Bunun dışında, imtihanın zorunlu olması da tanrının iyiliği ve adaletiyle çelişmeyebilir. Çünkü iyi bir şeyin zorunlu olması iyidir ve imtihan edilmek iyiyse imtihanın zorunlu olması iyidir.
Bir seyin zorunlu olmasi onun iyi oldugu anlamina gelmedigi gibi tam tersi de gecerli.

Kisacasi Tanri kendisinin istegine gore bi oyun parki kurdu ve bu oyun parkinda kullari istedigi gibi test ediyor, kulun bu testi isteyip istemediginin bir cevabi yok, dolayisiyla Tanri sadece kendi oyun parkinda bir oyun yoneticisi o kadar.
 
Hayır iyilik ve kötülük insan sıfatıdır sen zamandan ve evrenden mutlak olan Tanrıya bu özellikleri verirsen onu sınırlandırırsın, Tanrı akıl alamayacağımız bir varlıktır o yüzden kutsal kitaplarda ona bahşedilen özellikler onu sınırlandırmak ve küçültmektir.

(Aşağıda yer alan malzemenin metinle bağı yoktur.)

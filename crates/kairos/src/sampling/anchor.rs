use crate::period::Scope;
use crate::sampling::profile::{SamplingProfile, YearlyAnchor};
use chrono::{Datelike, Days, NaiveDate, Weekday};
use log::warn;

/// First day of the calendar week containing `date`
pub fn week_start_date(date: NaiveDate, week_start: Weekday) -> NaiveDate {
    let back = (date.weekday().num_days_from_monday() as i64
        - week_start.num_days_from_monday() as i64)
        .rem_euclid(7);
    date.checked_sub_days(Days::new(back as u64)).unwrap_or(date)
}

/// Date a period is anchored on.
///
/// Weekly periods anchor on the Wednesday of the calendar week, monthly
/// periods on the first of the month. Yearly periods anchor on 1 January of a
/// fixed year unless the profile asks for the input year.
pub fn resolve_anchor(scope: Scope, date: NaiveDate, profile: &SamplingProfile) -> NaiveDate {
    match scope {
        Scope::Daily => date,
        Scope::Weekly => {
            let start = week_start_date(date, profile.week_start);
            let offset = (Weekday::Wed.num_days_from_monday() as i64
                - profile.week_start.num_days_from_monday() as i64)
                .rem_euclid(7);
            start.checked_add_days(Days::new(offset as u64)).unwrap_or(start)
        }
        Scope::Monthly => date.with_day(1).unwrap_or(date),
        Scope::Yearly => match profile.yearly_anchor {
            YearlyAnchor::Fixed { year } => {
                if year != date.year() {
                    warn!(
                        "Yearly period anchored on {}-01-01, ignoring input date {}",
                        year, date
                    );
                }
                NaiveDate::from_ymd_opt(year, 1, 1).unwrap_or(date)
            }
            YearlyAnchor::InputYear => NaiveDate::from_ymd_opt(date.year(), 1, 1).unwrap_or(date),
        },
    }
}

#[cfg(test)]
mod tests {
    use super::*;
    use crate::sampling::profile::Strategy;

    fn profile() -> SamplingProfile {
        SamplingProfile::new(Strategy::FixedTimes { times: vec![] })
    }

    fn d(y: i32, m: u32, day: u32) -> NaiveDate {
        NaiveDate::from_ymd_opt(y, m, day).unwrap()
    }

    #[test]
    fn test_weekly_anchor_is_wednesday() {
        let p = profile();
        // 2026-03-09 is a Monday, 2026-03-15 a Sunday
        assert_eq!(resolve_anchor(Scope::Weekly, d(2026, 3, 9), &p), d(2026, 3, 11));
        assert_eq!(resolve_anchor(Scope::Weekly, d(2026, 3, 11), &p), d(2026, 3, 11));
        assert_eq!(resolve_anchor(Scope::Weekly, d(2026, 3, 15), &p), d(2026, 3, 11));
    }

    #[test]
    fn test_weekly_anchor_sunday_start() {
        let mut p = profile();
        p.week_start = Weekday::Sun;
        // Week of Sunday 2026-03-15 runs through Saturday 2026-03-21
        assert_eq!(resolve_anchor(Scope::Weekly, d(2026, 3, 15), &p), d(2026, 3, 18));
        assert_eq!(resolve_anchor(Scope::Weekly, d(2026, 3, 14), &p), d(2026, 3, 11));
    }

    #[test]
    fn test_monthly_and_daily_anchor() {
        let p = profile();
        assert_eq!(resolve_anchor(Scope::Monthly, d(2026, 2, 17), &p), d(2026, 2, 1));
        assert_eq!(resolve_anchor(Scope::Daily, d(2026, 2, 17), &p), d(2026, 2, 17));
    }

    #[test]
    fn test_yearly_anchor_fixed_and_input_year() {
        let mut p = profile();
        assert_eq!(resolve_anchor(Scope::Yearly, d(2031, 7, 4), &p), d(2026, 1, 1));
        p.yearly_anchor = YearlyAnchor::InputYear;
        assert_eq!(resolve_anchor(Scope::Yearly, d(2031, 7, 4), &p), d(2031, 1, 1));
    }
}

Sen olmayan, hiç görmediğin bir varlığa bu cisim taş gibi sert ve onun gibi şekilli diyebilir misin?
Senin Tanrı algına göre böyle olabilir. Allah böyle bir varlık değil. Allah kendini Kuranda açıklamış ben de öyle inanıyorum. Allahı akılla anlayamayacağım için kitabında ne diyorsa öyle vasıflandırırım. Allah iyiyim diyorsa iyidir.

Bu durumda doğmadan ölen bir bebek 2 milyar insandan daha torpilli oluyor.

İnsan cennete gitmek amacı için yaşar ama bu bebek o amaç için çabalamadan cennete gider bir anda 30 yaşına girer ve cennette sonsuz mutluluğa erişir bu akıl ve mantığa sığar mı?
Sığar, insanlar ölürken nasıl bir hayat sürüyorlarsa ölmeseydiler de aynı hayata devam edecekti. Biraz daha yaşasaydı iyi bir insan olurdu lafları palavra. Kötü ölen ölmeseydi de kötülük üzere yaşardı, iyiler de iyilik üzere.